A marca foi registrada no Instituto Nacional de
Propriedade Industrial (Inpi). A patente foi pedida em nome do pai dos
gêmeos, seu Joel. Naquele momento, os novos empreendedores - que após a
formatura decidiram produzir a bebida de verdade para animar as festas e
vendê-la aos amigos - nem suspeitavam que o registro salvaria a marca
na Justiça.
Os mineiros contam que o conceito foi
desenvolvido em parceria com a agência júnior de comunicação da
Universidade Federal de Minas Gerais (UFMG), também composta por
estudantes.
O "andante" do nome seria um mix de sertanejo
com caixeiro-viajante, que traz produtos da roça para a cidade grande.

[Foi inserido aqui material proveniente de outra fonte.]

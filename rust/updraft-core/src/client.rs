//! Client-side trust store, metadata refresh, and verified downloads.
//!
//! The refresh is a strict sequence: trusted root, root rotation,
//! timestamp, snapshot, targets. Every step must pass before anything new
//! is written to the local metadata directory.

use crate::error::{FetchError, Result, TufError};
use crate::fetch::{self, CancelToken, Confirm, Expected, Fetcher, Progress};
use crate::fsutil::{self, StagedWrites};
use crate::keys::{authentic, verify_threshold};
use crate::metadata::{Metadata, Role, RoleType, Root, Snapshot, Targets, Timestamp};
use chrono::Utc;
use std::collections::BTreeMap;
use std::path::{Path, PathBuf};
use tracing::{debug, info, warn};

pub const MAX_ROOT_SIZE: u64 = 512 * 1024;
pub const MAX_TIMESTAMP_SIZE: u64 = 16 * 1024;
pub const MAX_SNAPSHOT_SIZE: u64 = 2 * 1024 * 1024;
pub const MAX_TARGETS_SIZE: u64 = 2 * 1024 * 1024;
/// Upper bound on root versions walked in one refresh.
pub const MAX_ROOT_ROTATIONS: u64 = 32;

const ROOT_FILE: &str = "root.json";
const TIMESTAMP_FILE: &str = "timestamp.json";
const SNAPSHOT_FILE: &str = "snapshot.json";
const TARGETS_FILE: &str = "targets.json";

/// Local directory name for a repository: the first 8 hex chars of the
/// SHA-256 of its base URL.
pub fn client_id(base_url: &str) -> String {
    fsutil::sha256_hex(base_url.trim_end_matches('/').as_bytes())[..8].to_string()
}

/// Trusted facts about one target file.
#[derive(Debug, Clone, PartialEq, Eq)]
pub struct TargetInfo {
    pub path: String,
    pub length: u64,
    pub hashes: BTreeMap<String, String>,
}

impl TargetInfo {
    pub fn sha256(&self) -> Option<&str> {
        self.hashes.get("sha256").map(String::as_str)
    }
}

/// Result of [`Updater::update`].
#[derive(Debug, Clone, PartialEq, Eq)]
pub enum UpdateOutcome {
    /// A verified copy was already in the download directory.
    Cached(PathBuf),
    Downloaded(PathBuf),
    /// The user declined the download.
    Declined,
}

/// Metadata the client currently trusts.
#[derive(Debug, Clone)]
struct TrustedSet {
    root: Metadata<Root>,
    timestamp: Option<Metadata<Timestamp>>,
    snapshot: Option<Metadata<Snapshot>>,
    targets: Option<Metadata<Targets>>,
}

/// Drives trust bootstrap, refresh, and verified downloads for one
/// repository.
///
/// One `Updater` per metadata directory; concurrent updaters on the same
/// directory must be serialized by the caller.
pub struct Updater {
    base_url: String,
    dir: PathBuf,
    download_dir: PathBuf,
    fetcher: Box<dyn Fetcher>,
    trusted: Option<TrustedSet>,
}

impl std::fmt::Debug for Updater {
    fn fmt(&self, f: &mut std::fmt::Formatter<'_>) -> std::fmt::Result {
        f.debug_struct("Updater")
            .field("base_url", &self.base_url)
            .field("dir", &self.dir)
            .field("download_dir", &self.download_dir)
            .finish_non_exhaustive()
    }
}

Em vez de paródia de John Walker, de cuja mercearia em Ayrishire,
Escócia, saíram, ainda no século 19, as primeiras garrafas do uísque, a
inspiração estaria em Jeca Tatu, de Monteiro Lobato. E no andarilho
mineiro Juquinha da Serra, que vagava pela região da Serra do Cipó e lá
ganhou uma estátua - até agora imóvel, ao contrário do gigante de pedra
que sai andando na propaganda que diz "keep walking".
Além disso, reforçam os rapazes brasileiros, a
figura impressa na garrafa teria sido copiada do quadro Don Quixote,
pintado por Pablo Picasso em 1955. "Uma imagem de domínio público",
ressalta outro Gabriel, o Silva: "A cabeça é igualzinha, a espada virou
um pedaço de pau e o escudo, uma trouxinha".
Uma argumentação, portanto,
na linha no copyleft, o movimento mundial que questiona as leis de
direito autoral em nome da criatividade e do sample de ideias.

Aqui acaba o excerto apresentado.